During this tumultuous historical period, it is the moral responsibility of all Tibetans to unite together for the early restoration of freedom in Tibet. Tibetan identity must reign supreme as the rest is of lesser significance. This is not the time for regional and sectarian differences to usurp the common aspirations of Tibetans, especially at a time when young and old Tibetans including nuns and monks are willingly setting their precious human bodies on fire in order to shed light on the dire living conditions in Tibet. In the world of Buddhism, Tibet has the rare distinction of being the only one that has maintained an unbroken lineage of Buddha’s teaching but has also given rise to indigenous forms of sectarianism unheard of during Buddha’s era. The benevolent Buddha has taught the four noble truths and the eightfold path as the quintessential aspects of his teachings. These teachings are succinct, profound, pragmatic, and self-intensifying. Simply put, the Benevolent stated, “Do not commit sin, tame one’s wild mind, accumulate merits, and that is my teaching”. For Buddha’s sake, hold on to the path Buddha has so lovingly shown.

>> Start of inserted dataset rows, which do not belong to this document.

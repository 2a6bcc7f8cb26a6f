// SPDX-License-Identifier: BUSL-1.1
// Copyright (c) 2026 Alfred Jean LLC

//! Shared test infrastructure: mock token endpoint and mock upstream.

use std::net::SocketAddr;
use std::sync::atomic::{AtomicU32, Ordering};
use std::sync::Arc;
use std::time::Duration;

use axum::extract::Request;
use axum::http::StatusCode;
use axum::routing::post;
use axum::Router;
use parking_lot::Mutex;
use tokio::net::TcpListener;

use crate::credential::oauth::RefreshEndpoint;

/// A running mock OAuth token endpoint.
pub struct MockTokenServer {
    pub addr: SocketAddr,
    pub calls: Arc<AtomicU32>,
    /// Raw form bodies received, in order.
    pub forms: Arc<Mutex<Vec<String>>>,
}

impl MockTokenServer {
    pub fn token_url(&self) -> String {
        format!("http://{}/token", self.addr)
    }

    pub fn endpoint(&self) -> RefreshEndpoint {
        RefreshEndpoint { token_url: self.token_url(), client_id: "client_test".to_owned() }
    }

    pub fn calls(&self) -> u32 {
        self.calls.load(Ordering::SeqCst)
    }

    pub fn form(&self, index: usize) -> String {
        self.forms.lock().get(index).cloned().unwrap_or_default()
    }
}

/// JSON success body carrying only an access token.
pub fn access_token_body(token: &str) -> (u16, String) {
    (200, serde_json::json!({ "access_token": token }).to_string())
}

async fn serve(app: Router) -> anyhow::Result<SocketAddr> {
    let listener = TcpListener::bind("127.0.0.1:0").await?;
    let addr = listener.local_addr()?;
    tokio::spawn(async move {
        axum::serve(listener, app).await.ok();
    });
    Ok(addr)
}

/// Token endpoint answering from `responses` in order; the last one repeats.
/// Each response is held back by `delay` so concurrent callers overlap.
pub async fn mock_token_server(
    responses: Vec<(u16, String)>,
    delay: Duration,
) -> anyhow::Result<MockTokenServer> {
    mock_token_server_paced(responses.into_iter().map(|r| (r, delay)).collect()).await
}

/// Like [`mock_token_server`], with a separate delay for each response.
pub async fn mock_token_server_paced(
    responses: Vec<((u16, String), Duration)>,
) -> anyhow::Result<MockTokenServer> {
    let calls = Arc::new(AtomicU32::new(0));
    let forms = Arc::new(Mutex::new(Vec::new()));
    let responses = Arc::new(responses);

    let calls_clone = Arc::clone(&calls);
    let forms_clone = Arc::clone(&forms);
    let app = Router::new().route(
        "/token",
        post(move |body: String| {
            let count = Arc::clone(&calls_clone);
            let forms = Arc::clone(&forms_clone);
            let resps = Arc::clone(&responses);
            async move {
                let idx = count.fetch_add(1, Ordering::SeqCst) as usize;
                forms.lock().push(body);
                let ((status, body), delay) = resps
                    .get(idx)
                    .or_else(|| resps.last())
                    .cloned()
                    .unwrap_or(((500, "{}".into()), Duration::ZERO));
                tokio::time::sleep(delay).await;
                (StatusCode::from_u16(status).unwrap_or(StatusCode::INTERNAL_SERVER_ERROR), body)
            }
        }),
    );

    let addr = serve(app).await?;
    Ok(MockTokenServer { addr, calls, forms })
}

/// One request seen by [`MockUpstream`].
#[derive(Debug, Clone)]
pub struct UpstreamRequest {
    pub method: String,
    pub path_and_query: String,
    pub authorization: Option<String>,
    pub api_key: Option<String>,
    pub body: String,
}

/// A running mock upstream that echoes every request back as JSON.
pub struct MockUpstream {
    pub addr: SocketAddr,
    pub requests: Arc<Mutex<Vec<UpstreamRequest>>>,
}

impl MockUpstream {
    pub fn url(&self) -> String {
        format!("http://{}", self.addr)
    }

    pub fn last(&self) -> Option<UpstreamRequest> {
        self.requests.lock().last().cloned()
    }
}

/// Upstream answering every path with `status` and a JSON echo of the request.
pub async fn mock_upstream(status: u16) -> anyhow::Result<MockUpstream> {
    let requests = Arc::new(Mutex::new(Vec::new()));
    let requests_clone = Arc::clone(&requests);
    let app = Router::new().fallback(move |req: Request| {
        let requests = Arc::clone(&requests_clone);
        async move {
            // No borrow of `req` may live across the body read below.
            let (method, path_and_query, authorization, api_key) = {
                let header = |name: &str| {
                    req.headers().get(name).and_then(|v| v.to_str().ok()).map(str::to_owned)
                };
                (
                    req.method().to_string(),
                    req.uri().path_and_query().map(|pq| pq.to_string()).unwrap_or_default(),
                    header("authorization"),
                    header("x-api-key"),
                )
            };
            let body = axum::body::to_bytes(req.into_body(), usize::MAX)
                .await
                .map(|b| String::from_utf8_lossy(&b).into_owned())
                .unwrap_or_default();
            let echo = serde_json::json!({
                "method": method,
                "path": path_and_query,
                "body": body,
            });
            requests.lock().push(UpstreamRequest {
                method,
                path_and_query,
                authorization,
                api_key,
                body,
            });
            (
                StatusCode::from_u16(status).unwrap_or(StatusCode::INTERNAL_SERVER_ERROR),
                axum::Json(echo),
            )
        }
    });

    let addr = serve(app).await?;
    Ok(MockUpstream { addr, requests })
}

/// Assert that an expression evaluates to `Err` whose Display output
/// contains the given substring.
#[macro_export]
macro_rules! assert_err_contains {
    ($expr:expr, $substr:expr) => {{
        let result = $expr;
        let err = result.expect_err(concat!("expected Err for: ", stringify!($expr)));
        let msg = err.to_string();
        assert!(msg.contains($substr), "expected error containing {:?}, got: {msg:?}", $substr);
    }};
}
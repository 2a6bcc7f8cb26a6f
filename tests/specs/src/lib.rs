// SPDX-License-Identifier: BUSL-1.1
// Copyright (c) 2026 Alfred Jean LLC

//! Test harness for end-to-end binary smoke tests.
//!
//! Spawns the real `credgate` binary as a subprocess and exercises it
//! over HTTP.

use std::path::{Path, PathBuf};
use std::process::{Child, Command, Stdio};
use std::sync::Once;
use std::time::Duration;

static CRYPTO_INIT: Once = Once::new();

/// Install the ring crypto provider for reqwest/rustls.
pub fn ensure_crypto() {
    CRYPTO_INIT.call_once(|| {
        let _ = rustls::crypto::ring::default_provider().install_default();
    });
}

/// Resolve the path to the compiled `credgate` binary.
pub fn credgate_binary() -> PathBuf {
    let manifest = Path::new(env!("CARGO_MANIFEST_DIR"));
    // tests/specs → tests → workspace root
    let workspace = manifest.parent().and_then(|p| p.parent()).unwrap_or(manifest);
    workspace.join("target").join("debug").join("credgate")
}

/// Find a free TCP port by binding to :0 then releasing.
pub fn free_port() -> anyhow::Result<u16> {
    let listener = std::net::TcpListener::bind("127.0.0.1:0")?;
    Ok(listener.local_addr()?.port())
}

/// A running `credgate` process that is killed on drop.
pub struct GateProcess {
    child: Child,
    port: u16,
    admin_secret: String,
    data_dir: tempfile::TempDir,
}

/// Builder for the environment a [`GateProcess`] starts with.
pub struct GateBuilder {
    admin_secret: String,
    factory_key: Option<String>,
    upstream_url: String,
}

impl Default for GateBuilder {
    fn default() -> Self {
        Self {
            admin_secret: "smoke-admin-secret".to_owned(),
            factory_key: None,
            upstream_url: "http://127.0.0.1:9".to_owned(),
        }
    }
}

impl GateBuilder {
    /// Seed a factory key through `FACTORY_API_KEY`.
    pub fn factory_key(mut self, key: &str) -> Self {
        self.factory_key = Some(key.to_owned());
        self
    }

    /// Forward proxied requests to `url`.
    pub fn upstream(mut self, url: &str) -> Self {
        self.upstream_url = url.to_owned();
        self
    }

    pub fn spawn(self) -> anyhow::Result<GateProcess> {
        ensure_crypto();
        let binary = credgate_binary();
        anyhow::ensure!(binary.exists(), "credgate binary not found at {}", binary.display());

        let port = free_port()?;
        let data_dir = tempfile::tempdir()?;

        let mut cmd = Command::new(&binary);
        cmd.args(["--host", "127.0.0.1", "--log-format", "text", "--log-level", "warn"])
            .env("CREDGATE_PORT", port.to_string())
            .env("CREDGATE_ADMIN_SECRET", &self.admin_secret)
            .env("CREDGATE_DATA_DIR", data_dir.path())
            .env("CREDGATE_UPSTREAM_URL", &self.upstream_url)
            // Keep the legacy auth file lookup inside the temp dir.
            .env("HOME", data_dir.path())
            .env_remove("CREDGATE_STORE_PATH")
            .env_remove("CREDGATE_LEGACY_AUTH_FILE")
            .env_remove("DROID_REFRESH_KEY")
            .stdout(Stdio::null())
            .stderr(Stdio::null());
        match self.factory_key {
            Some(ref key) => cmd.env("FACTORY_API_KEY", key),
            None => cmd.env_remove("FACTORY_API_KEY"),
        };

        let child = cmd.spawn()?;
        Ok(GateProcess { child, port, admin_secret: self.admin_secret, data_dir })
    }
}

impl GateProcess {
    pub fn build() -> GateBuilder {
        GateBuilder::default()
    }

    /// Spawn with the default configuration.
    pub fn start() -> anyhow::Result<Self> {
        Self::build().spawn()
    }

    pub fn port(&self) -> u16 {
        self.port
    }

    pub fn admin_secret(&self) -> &str {
        &self.admin_secret
    }

    /// Directory holding the token store.
    pub fn data_dir(&self) -> &Path {
        self.data_dir.path()
    }

    pub fn base_url(&self) -> String {
        format!("http://127.0.0.1:{}", self.port)
    }

    /// Poll health until responsive.
    pub async fn wait_healthy(&self, timeout: Duration) -> anyhow::Result<()> {
        let deadline = tokio::time::Instant::now() + timeout;
        let client = reqwest::Client::new();
        let url = format!("{}/api/v1/health", self.base_url());
        loop {
            if tokio::time::Instant::now() > deadline {
                anyhow::bail!("credgate did not become healthy within {timeout:?}");
            }
            if let Ok(resp) = client.get(&url).send().await {
                if resp.status().is_success() {
                    return Ok(());
                }
            }
            tokio::time::sleep(Duration::from_millis(50)).await;
        }
    }
}

impl Drop for GateProcess {
    fn drop(&mut self) {
        let _ = self.child.kill();
        let _ = self.child.wait();
    }
}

Religious teaching is an academic activity. Viewed from an academic perspective, His Holiness has exercised his academic freedom in prescribing and subscribing parameters for his instruction when he stated that his teaching is restricted to Dolgyal practitioners associated with hegemonic sectarian ideology that has undermined the ecumenical spirit of Buddhist schools. For example, it is a common practice in the United States to include fieldwork and language requirements, among others, as preconditions for students prior to enrolling and taking specific courses. It is, thus, incumbent on students to meet course expectations on a voluntary basis. The establishment of criteria for entry into course is a gate-keeping process that ensures the sanctity, relevance, and meaningfulness of academic pursuits. Moreover, teacher-disciple relationship is a cornerstone principle in Buddhist teachings, and thus His Holiness has requested that those who continue to propitiate Dolgyal not to attend his religious instructions.
On a sober note, the current political and cultural condition of Tibet may be likened to an individual in an intensive care unit of a hospital. Like a person strapped to a hospital bed, Tibet is under the ironclad grip of China gasping for critical life support. Is this then the time for Tibetans to squabble over a controversial deity when Tibet lay in the intensive care unit?
The writer is a professor of education, teaches curriculum theory and development at the Fullerton University, CA.